Kue kembang goyang, camilan tradisional Betawi, kini menjelma menjadi kudapan modern yang menarik minat generasi muda. Ukurannya yang mini dan varian rasa kekinian menjadi kunci sukses Kembang Goyang Ningnong, sebuah UMKM di Tangerang Selatan.
Berawal dari usaha rumahan pada 2019, Setia Ningsih, pemilik Kembang Goyang Ningnong, awalnya fokus pada kue basah khas Betawi. Namun, keprihatinannya akan persepsi kue kembang goyang yang dianggap kuno mendorongnya untuk berinovasi.
Transformasi Kue Tradisional Menjadi Camilan Kekinian
Ningsih melihat potensi besar dalam mengembangkan kue kembang goyang. Ia bertekad untuk mengubah citra kue tersebut menjadi lebih modern dan menarik.
Pada 2020, Kembang Goyang Ningnong resmi berdiri. Ningsih tidak hanya fokus pada produksi, tetapi juga mengurus perizinan, termasuk HAKI, sertifikasi PIRT, dan sertifikat halal.
Pandemi COVID-19 tidak menghalangi langkahnya. Justru saat itu, ia memanfaatkan waktu untuk menyelesaikan berbagai perizinan sambil memasarkan produknya melalui Gerai Lengkong di Tangerang Selatan.
Permintaan yang meningkat dari Gerai Lengkong mendorong Ningsih untuk memproduksi kembang goyang secara massal pada tahun 2021.
Inovasi dan Riset Pasar yang Terarah
Keunikan Kembang Goyang Ningnong terletak pada penggunaan tepung mocaf singkong yang gluten-free dan lebih sehat. Bentuknya yang mungil dan lucu juga menjadi daya tarik tersendiri.
Suksesnya bukan tanpa perencanaan. Ningsih melakukan riset pasar yang terarah. Ia menargetkan pasar anak muda, khususnya mahasiswa.
Melalui survei online kepada 50 responden dari berbagai kampus di Tangerang dan Tangerang Selatan, ia mengetahui preferensi rasa di kalangan anak muda, yaitu cokelat, matcha, dan kopi.
Hasil riset tersebut menjadi dasar pengembangan varian rasa baru. Selain rasa original dan wijen hitam, kini tersedia varian cokelat dan kopi.
Kemasan pun didesain lebih menarik dan kekinian, dengan warna kuning yang cerah. Strategi pemasaran digital melalui Instagram (@ningnongindonesia) dan Facebook (Ningnong Makanan Betawi Tangsel) juga diterapkan.

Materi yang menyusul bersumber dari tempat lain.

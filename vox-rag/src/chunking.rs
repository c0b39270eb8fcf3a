//! Document chunking.
//!
//! This module provides the [`Chunker`] trait and [`RecursiveChunker`], which
//! splits text hierarchically: paragraphs, lines, sentence punctuation,
//! commas, words, and finally single characters. Sizes are measured in
//! characters, never bytes, so multi-byte text is never cut mid-codepoint.
//!
//! Chunkers return [`TextSpan`]s (byte ranges into the input) rather than
//! owned strings. Consecutive spans always touch or overlap, which makes the
//! split lossless: walking the spans in order and appending the part of each
//! span not yet covered reproduces the input exactly.

use std::collections::VecDeque;

/// Default maximum chunk size in characters.
pub const DEFAULT_CHUNK_SIZE: usize = 1000;

/// Default overlap between consecutive chunks in characters.
pub const DEFAULT_CHUNK_OVERLAP: usize = 200;

/// Boundary preference, best first. The empty separator is the character cut.
pub const DEFAULT_SEPARATORS: [&str; 8] = ["\n\n", "\n", ".", "!", "?", ",", " ", ""];

/// A byte range `[start, end)` into the text that was split.
#[derive(Debug, Clone, Copy, PartialEq, Eq)]
pub struct TextSpan {
    pub start: usize,
    pub end: usize,
}

impl TextSpan {
    /// Borrow the spanned text out of the string it was produced from.
    pub fn slice<'a>(&self, text: &'a str) -> &'a str {
        &text[self.start..self.end]
    }

    fn char_len(&self, text: &str) -> usize {
        self.slice(text).chars().count()
    }
}

/// A strategy for splitting text into chunk-sized spans.
pub trait Chunker: Send + Sync {
    /// Split `text` into ordered spans.
    ///
    /// Returns an empty `Vec` for empty text.
    fn split(&self, text: &str) -> Vec<TextSpan>;
}

/// Splits text recursively, preferring the coarsest boundary that fits.
///
/// The first separator of the ladder that occurs in the text is used to cut
/// it into pieces, each keeping its separator at the end. Pieces that fit are
/// merged greedily into windows of at most `chunk_size` characters; when a
/// window is emitted, the next one starts with as many trailing whole pieces
/// as fit in `chunk_overlap`. Pieces that are still too large are split again
/// with the remaining, finer separators.
///
/// # Example
///
/// ```rust
/// use vox_rag::{Chunker, RecursiveChunker};
///
/// let chunker = RecursiveChunker::new(10, 0);
/// let text = "aaaa bbbb cccc";
/// let parts: Vec<&str> = chunker.split(text).iter().map(|s| s.slice(text)).collect();
/// assert_eq!(parts, ["aaaa bbbb ", "cccc"]);
/// ```
#[derive(Debug, Clone)]
pub struct RecursiveChunker {
    chunk_size: usize,
    chunk_overlap: usize,
    separators: Vec<String>,
}

impl Default for RecursiveChunker {
    fn default() -> Self {
        Self::new(DEFAULT_CHUNK_SIZE, DEFAULT_CHUNK_OVERLAP)
    }
}

impl RecursiveChunker {
    /// Create a new `RecursiveChunker` with the default separator ladder.
    ///
    /// # Arguments
    ///
    /// * `chunk_size` - maximum number of characters per chunk
    /// * `chunk_overlap` - maximum number of characters repeated between consecutive chunks
    pub fn new(chunk_size: usize, chunk_overlap: usize) -> Self {
        Self {
            chunk_size,
            chunk_overlap,
            separators: DEFAULT_SEPARATORS.iter().map(|s| s.to_string()).collect(),
        }
    }

    /// Replace the separator ladder.
    ///
    /// Without a trailing `""` entry, a piece with no remaining boundary is
    /// emitted whole even when it exceeds `chunk_size`.
    pub fn with_separators<I, S>(mut self, separators: I) -> Self
    where
        I: IntoIterator<Item = S>,
        S: Into<String>,
    {
        self.separators = separators.into_iter().map(Into::into).collect();
        self
    }

    fn split_span(&self, text: &str, span: TextSpan, separators: &[String], out: &mut Vec<TextSpan>) {
        let slice = span.slice(text);

        // First separator present in the text wins; "" always matches.
        let (separator, remaining) = separators
            .iter()
            .position(|s| s.is_empty() || slice.contains(s.as_str()))
            .map(|i| (separators[i].as_str(), &separators[i + 1..]))
            .unwrap_or(("", &[][..]));

        let mut fitting: Vec<(TextSpan, usize)> = Vec::new();
        for piece in split_keeping_separator(slice, separator, span.start) {
            let len = piece.char_len(text);
            if len <= self.chunk_size {
                fitting.push((piece, len));
                continue;
            }

            if !fitting.is_empty() {
                self.merge(&fitting, out);
                fitting.clear();
            }
            if remaining.is_empty() {
                out.push(piece);
            } else {
                self.split_span(text, piece, remaining, out);
            }
        }

        if !fitting.is_empty() {
            self.merge(&fitting, out);
        }
    }

    /// Merge contiguous pieces into windows no larger than `chunk_size`.
    fn merge(&self, pieces: &[(TextSpan, usize)], out: &mut Vec<TextSpan>) {
        let mut window: VecDeque<(TextSpan, usize)> = VecDeque::new();
        let mut total = 0usize;

        for &(piece, len) in pieces {
            if total + len > self.chunk_size && !window.is_empty() {
                out.push(window_span(&window));
                while total > self.chunk_overlap || (total + len > self.chunk_size && total > 0) {
                    match window.pop_front() {
                        Some((_, dropped)) => total -= dropped,
                        None => break,
                    }
                }
            }
            window.push_back((piece, len));
            total += len;
        }

        if !window.is_empty() {
            out.push(window_span(&window));
        }
    }
}

impl Chunker for RecursiveChunker {
    fn split(&self, text: &str) -> Vec<TextSpan> {
        if text.is_empty() {
            return Vec::new();
        }
        let mut out = Vec::new();
        self.split_span(text, TextSpan { start: 0, end: text.len() }, &self.separators, &mut out);
        out
    }
}

fn window_span(window: &VecDeque<(TextSpan, usize)>) -> TextSpan {
    match (window.front(), window.back()) {
        (Some((first, _)), Some((last, _))) => TextSpan { start: first.start, end: last.end },
        _ => TextSpan { start: 0, end: 0 },
    }
}

/// Split `slice` at `separator`, keeping the separator attached to the
/// preceding piece. Returned spans are offset by `base`. The empty separator
/// yields one span per character.
fn split_keeping_separator(slice: &str, separator: &str, base: usize) -> Vec<TextSpan> {
    if separator.is_empty() {
        return slice
            .char_indices()
            .map(|(i, c)| TextSpan { start: base + i, end: base + i + c.len_utf8() })
            .collect();
    }

    let mut result = Vec::new();
    let mut start = 0;
    while let Some(pos) = slice[start..].find(separator) {
        let end = start + pos + separator.len();
        result.push(TextSpan { start: base + start, end: base + end });
        start = end;
    }
    if start < slice.len() {
        result.push(TextSpan { start: base + start, end: base + slice.len() });
    }
    result
}

#[cfg(test)]
mod tests {
    use super::*;

    fn parts<'a>(chunker: &RecursiveChunker, text: &'a str) -> Vec<&'a str> {
        chunker.split(text).iter().map(|s| s.slice(text)).collect()
    }

    #[test]
    fn empty_text_yields_nothing() {
        assert!(RecursiveChunker::default().split("").is_empty());
    }

    #[test]
    fn short_text_is_a_single_chunk() {
        let text = "The capital of France is Paris.";
        assert_eq!(parts(&RecursiveChunker::default(), text), [text]);
    }

    #[test]
    fn prefers_paragraph_boundaries() {
        let chunker = RecursiveChunker::new(12, 0);
        assert_eq!(parts(&chunker, "para one.\n\npara two."), ["para one.\n\n", "para two."]);
    }

    #[test]
    fn falls_back_to_lines_then_words() {
        let chunker = RecursiveChunker::new(12, 0);
        let text = "first line\nsecond line here";
        assert_eq!(parts(&chunker, text), ["first line\n", "second line ", "here"]);
    }

    #[test]
    fn overlap_repeats_trailing_pieces() {
        let chunker = RecursiveChunker::new(10, 5);
        assert_eq!(parts(&chunker, "aaaa bbbb cccc"), ["aaaa bbbb ", "bbbb cccc"]);
    }

    #[test]
    fn unbroken_runs_are_cut_by_character() {
        let chunker = RecursiveChunker::new(4, 0);
        assert_eq!(parts(&chunker, "abcdefghij"), ["abcd", "efgh", "ij"]);
    }

    #[test]
    fn counts_characters_not_bytes() {
        let chunker = RecursiveChunker::new(3, 0);
        let text = "héllo";
        let split = parts(&chunker, text);
        assert_eq!(split, ["hél", "lo"]);
        assert!(split.iter().all(|p| p.chars().count() <= 3));
    }

    #[test]
    fn custom_ladder_without_char_cut_keeps_indivisible_pieces() {
        let chunker = RecursiveChunker::new(4, 0).with_separators([" "]);
        assert_eq!(parts(&chunker, "ab abcdefgh"), ["ab ", "abcdefgh"]);
    }
}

Kreativitas Ningsih terlihat dalam cara penyajian yang unik. Kembang goyang disajikan dengan susu, layaknya sereal, sehingga menarik bagi anak muda.
Cultural Entrepreneurship: Menggabungkan Budaya dan Bisnis
Keberhasilan Kembang Goyang Ningong merupakan contoh nyata cultural entrepreneurship. Hal ini diungkapkan oleh Rambat Lupiyoadi, pakar ekonomi UMKM dari FEB UI.
Rambat menjelaskan bahwa pelestarian budaya Betawi melalui kuliner, seperti Kembang Goyang Ningnong, memiliki nilai ekonomi yang signifikan.
Ia juga menekankan pentingnya dukungan pemerintah terhadap UMKM yang juga berperan dalam pelestarian budaya.
Keberhasilan Kembang Goyang Ningnong dalam BRI UMKM EXPO(RT) 2025, dengan omzet mencapai Rp 8,5 juta, membuktikan potensi besar dari cultural entrepreneurship.
Partisipasi dalam pameran tersebut juga menjadi sarana edukasi bagi masyarakat, untuk memperkenalkan kembang goyang dengan inovasi yang unik dan modern.
Kisah sukses Kembang Goyang Ningnong menginspirasi pelaku UMKM lainnya untuk berinovasi dan memanfaatkan potensi budaya lokal dalam mengembangkan bisnisnya.
Dengan strategi pemasaran yang tepat dan inovasi produk yang menarik, UMKM dapat mencapai kesuksesan sambil melestarikan warisan budaya bangsa.